— Provided data —
--- START ---
use std::collections::BTreeSet;

use chrono::NaiveDate;

use crate::day::days_inclusive;
use crate::limits::MAX_STAY_DAYS;
use crate::model::*;

// ── Occupancy filter ──────────────────────────────────────────────

/// Bookings that hold `room_id` in `property_id`, skipping inert statuses
/// and the booking being edited.
pub(crate) fn occupying<'a, 'q>(
    bookings: &'a [Booking],
    property_id: &'q PropertyId,
    room_id: &'q RoomId,
    exclude_booking_id: Option<&'q BookingId>,
) -> impl Iterator<Item = &'a Booking> + 'q
where
    'a: 'q,
{
    bookings.iter().filter(move |b| {
        b.property_id == *property_id
            && b.includes_room(room_id)
            && b.status.occupies_room()
            && exclude_booking_id.is_none_or(|ex| b.id != *ex)
    })
}

// ── Availability ──────────────────────────────────────────────────

pub fn is_room_available(
    room_id: &RoomId,
    property_id: &PropertyId,
    range: &StayRange,
    bookings: &[Booking],
    exclude_booking_id: Option<&BookingId>,
) -> bool {
    !occupying(bookings, property_id, room_id, exclude_booking_id)
        .any(|b| b.stay().overlaps(range))
}

/// Rooms from `room_ids` that are free for `range`, in input order.
pub fn available_rooms(
    room_ids: &[RoomId],
    property_id: &PropertyId,
    range: &StayRange,
    bookings: &[Booking],
    exclude_booking_id: Option<&BookingId>,
) -> Vec<RoomId> {
    room_ids
        .iter()
        .filter(|room| {
            is_room_available(room, property_id, range, bookings, exclude_booking_id)
        })
        .cloned()
        .collect()
}

// ── Booked-day enumeration ────────────────────────────────────────

/// Every day held by an active booking of this room, check-out day included.
///
/// Each booking contributes at most `MAX_STAY_DAYS` days from its check-in;
/// snapshots loaded through `ingest` never exceed that.
pub fn booked_dates_for_room(
    room_id: &RoomId,
    property_id: &PropertyId,
    bookings: &[Booking],
) -> BTreeSet<NaiveDate> {
    collect_days(occupying(bookings, property_id, room_id, None))
}

/// Union of booked days across all rooms of a property, with the same
/// per-booking cap as [`booked_dates_for_room`].
pub fn booked_dates_for_property(
    property_id: &PropertyId,
    bookings: &[Booking],
) -> BTreeSet<NaiveDate> {
    collect_days(
        bookings
            .iter()
            .filter(|b| b.property_id == *property_id && b.status.occupies_room()),
    )
}

fn collect_days<'a>(bookings: impl Iterator<Item = &'a Booking>) -> BTreeSet<NaiveDate> {
    let mut days = BTreeSet::new();
    for booking in bookings {
        days.extend(
            days_inclusive(booking.check_in, booking.check_out).take(MAX_STAY_DAYS as usize),
        );
    }
    days
}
--- END ---
— The task —
After locating the line holding "range, bookings, exclude_booking_id)" above, output exactly that line and every line after it through the line holding "with the same". Include nothing else.

— Output of the exercise —
            is_room_available(room, property_id, range, bookings, exclude_booking_id)
        })
        .cloned()
        .collect()
}

// ── Booked-day enumeration ────────────────────────────────────────

/// Every day held by an active booking of this room, check-out day included.
///
/// Each booking contributes at most `MAX_STAY_DAYS` days from its check-in;
/// snapshots loaded through `ingest` never exceed that.
pub fn booked_dates_for_room(
    room_id: &RoomId,
    property_id: &PropertyId,
    bookings: &[Booking],
) -> BTreeSet<NaiveDate> {
    collect_days(occupying(bookings, property_id, room_id, None))
}

/// Union of booked days across all rooms of a property, with the same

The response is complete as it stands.